● **Task to complete**:
Type out every line of the data again, exactly.

BEGIN Dataset extract

use serde::Serialize;
use std::collections::{BTreeSet, HashMap};
use tracing::{debug, warn};

use crate::error::MappingError;
use crate::model::Category;

/// A curated translation of one raw status text.
#[derive(Debug, Clone, PartialEq, Eq, Serialize)]
pub struct MappingEntry {
    pub raw_text: String,
    pub category: Category,
    pub affected_stations: BTreeSet<String>,
    pub reason: Option<String>,
}

impl MappingEntry {
    pub fn new(raw_text: impl Into<String>, category: Category) -> Self {
        Self {
            raw_text: raw_text.into(),
            category,
            affected_stations: BTreeSet::new(),
            reason: None,
        }
    }

    pub fn with_stations<I, S>(mut self, stations: I) -> Self
    where
        I: IntoIterator<Item = S>,
        S: Into<String>,
    {
        self.affected_stations
            .extend(stations.into_iter().map(Into::into));
        self
    }

    pub fn with_reason(mut self, reason: impl Into<String>) -> Self {
        self.reason = Some(reason.into());
        self
    }

    fn same_meaning(&self, other: &MappingEntry) -> bool {
        self.category == other.category
            && self.affected_stations == other.affected_stations
            && self.reason == other.reason
    }

    fn describe(&self) -> String {
        let stations = self
            .affected_stations
            .iter()
            .map(String::as_str)
            .collect::<Vec<_>>()
            .join(", ");
        match &self.reason {
            Some(reason) => format!("{} [{}] ({})", self.category, stations, reason),
            None => format!("{} [{}]", self.category, stations),
        }
    }
}

/// Lookup key for a raw status text: surrounding whitespace trimmed,
/// case folded.
pub fn normalize_key(raw_text: &str) -> String {
    raw_text.trim().to_lowercase()
}

/// Versioned snapshot of the mapping entries.
///
/// Every classification run receives one of these explicitly, so re-running
/// against the same snapshot always reproduces the same result.
#[derive(Debug, Clone)]
pub struct MappingTable {
    version: String,
    entries: HashMap<String, MappingEntry>,
}

impl MappingTable {
    /// Builds a snapshot, rejecting empty keys and keys that appear twice
    /// with different meanings. Exact duplicates are collapsed.
    pub fn new(
        version: impl Into<String>,
        entries: impl IntoIterator<Item = MappingEntry>,
    ) -> Result<Self, MappingError> {
        let version = version.into();
        let mut map: HashMap<String, MappingEntry> = HashMap::new();

        for (idx, entry) in entries.into_iter().enumerate() {
            let key = normalize_key(&entry.raw_text);
            if key.is_empty() {
                return Err(MappingError::EmptyKey { row: idx + 1 });
            }

            match map.get(&key) {
                Some(existing) if existing.same_meaning(&entry) => {
                    warn!(raw_text = %entry.raw_text, "Duplicate mapping entry collapsed");
                }
                Some(existing) => {
                    return Err(MappingError::Conflict {
                        key,
                        first: existing.describe(),
                        second: entry.describe(),
                    });
                }
                None => {
                    map.insert(key, entry);
                }
            }
        }

        debug!(version = %version, entries = map.len(), "Mapping table built");
        Ok(Self {
            version,
            entries: map,
        })
    }

    pub fn version(&self) -> &str {
        &self.version
    }

    pub fn len(&self) -> usize {
        self.entries.len()
    }

    pub fn is_empty(&self) -> bool {
        self.entries.is_empty()
    }

    /// Exact lookup on the normalized key. `None` means the text is unmapped.
    pub fn lookup(&self, raw_text: &str) -> Option<&MappingEntry> {
        self.entries.get(&normalize_key(raw_text))
    }

    /// A new snapshot with `entry` added, or replacing the entry with the same
    /// key. The receiver is left untouched.
    pub fn with_entry(&self, version: impl Into<String>, entry: MappingEntry) -> Self {
        let mut entries = self.entries.clone();
        entries.insert(normalize_key(&entry.raw_text), entry);
        Self {
            version: version.into(),
            entries,
        }
    }

    pub fn entries(&self) -> impl Iterator<Item = &MappingEntry> {
        self.entries.values()
    }
}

END Dataset extract

● **Task response**:
use serde::Serialize;
use std::collections::{BTreeSet, HashMap};
use tracing::{debug, warn};

use crate::error::MappingError;
use crate::model::Category;

/// A curated translation of one raw status text.
#[derive(Debug, Clone, PartialEq, Eq, Serialize)]
pub struct MappingEntry {
    pub raw_text: String,
    pub category: Category,
    pub affected_stations: BTreeSet<String>,
    pub reason: Option<String>,
}

impl MappingEntry {
    pub fn new(raw_text: impl Into<String>, category: Category) -> Self {
        Self {
            raw_text: raw_text.into(),
            category,
            affected_stations: BTreeSet::new(),
            reason: None,
        }
    }

    pub fn with_stations<I, S>(mut self, stations: I) -> Self
    where
        I: IntoIterator<Item = S>,
        S: Into<String>,
    {
        self.affected_stations
            .extend(stations.into_iter().map(Into::into));
        self
    }

    pub fn with_reason(mut self, reason: impl Into<String>) -> Self {
        self.reason = Some(reason.into());
        self
    }

    fn same_meaning(&self, other: &MappingEntry) -> bool {
        self.category == other.category
            && self.affected_stations == other.affected_stations
            && self.reason == other.reason
    }

    fn describe(&self) -> String {
        let stations = self
            .affected_stations
            .iter()
            .map(String::as_str)
            .collect::<Vec<_>>()
            .join(", ");
        match &self.reason {
            Some(reason) => format!("{} [{}] ({})", self.category, stations, reason),
            None => format!("{} [{}]", self.category, stations),
        }
    }
}

/// Lookup key for a raw status text: surrounding whitespace trimmed,
/// case folded.
pub fn normalize_key(raw_text: &str) -> String {
    raw_text.trim().to_lowercase()
}

/// Versioned snapshot of the mapping entries.
///
/// Every classification run receives one of these explicitly, so re-running
/// against the same snapshot always reproduces the same result.
#[derive(Debug, Clone)]
pub struct MappingTable {
    version: String,
    entries: HashMap<String, MappingEntry>,
}

impl MappingTable {
    /// Builds a snapshot, rejecting empty keys and keys that appear twice
    /// with different meanings. Exact duplicates are collapsed.
    pub fn new(
        version: impl Into<String>,
        entries: impl IntoIterator<Item = MappingEntry>,
    ) -> Result<Self, MappingError> {
        let version = version.into();
        let mut map: HashMap<String, MappingEntry> = HashMap::new();

        for (idx, entry) in entries.into_iter().enumerate() {
            let key = normalize_key(&entry.raw_text);
            if key.is_empty() {
                return Err(MappingError::EmptyKey { row: idx + 1 });
            }

            match map.get(&key) {
                Some(existing) if existing.same_meaning(&entry) => {
                    warn!(raw_text = %entry.raw_text, "Duplicate mapping entry collapsed");
                }
                Some(existing) => {
                    return Err(MappingError::Conflict {
                        key,
                        first: existing.describe(),
                        second: entry.describe(),
                    });
                }
                None => {
                    map.insert(key, entry);
                }
            }
        }

        debug!(version = %version, entries = map.len(), "Mapping table built");
        Ok(Self {
            version,
            entries: map,
        })
    }

    pub fn version(&self) -> &str {
        &self.version
    }

    pub fn len(&self) -> usize {
        self.entries.len()
    }

    pub fn is_empty(&self) -> bool {
        self.entries.is_empty()
    }

    /// Exact lookup on the normalized key. `None` means the text is unmapped.
    pub fn lookup(&self, raw_text: &str) -> Option<&MappingEntry> {
        self.entries.get(&normalize_key(raw_text))
    }

    /// A new snapshot with `entry` added, or replacing the entry with the same
    /// key. The receiver is left untouched.
    pub fn with_entry(&self, version: impl Into<String>, entry: MappingEntry) -> Self {
        let mut entries = self.entries.clone();
        entries.insert(normalize_key(&entry.raw_text), entry);
        Self {
            version: version.into(),
            entries,
        }
    }

    pub fn entries(&self) -> impl Iterator<Item = &MappingEntry> {
        self.entries.values()
    }
}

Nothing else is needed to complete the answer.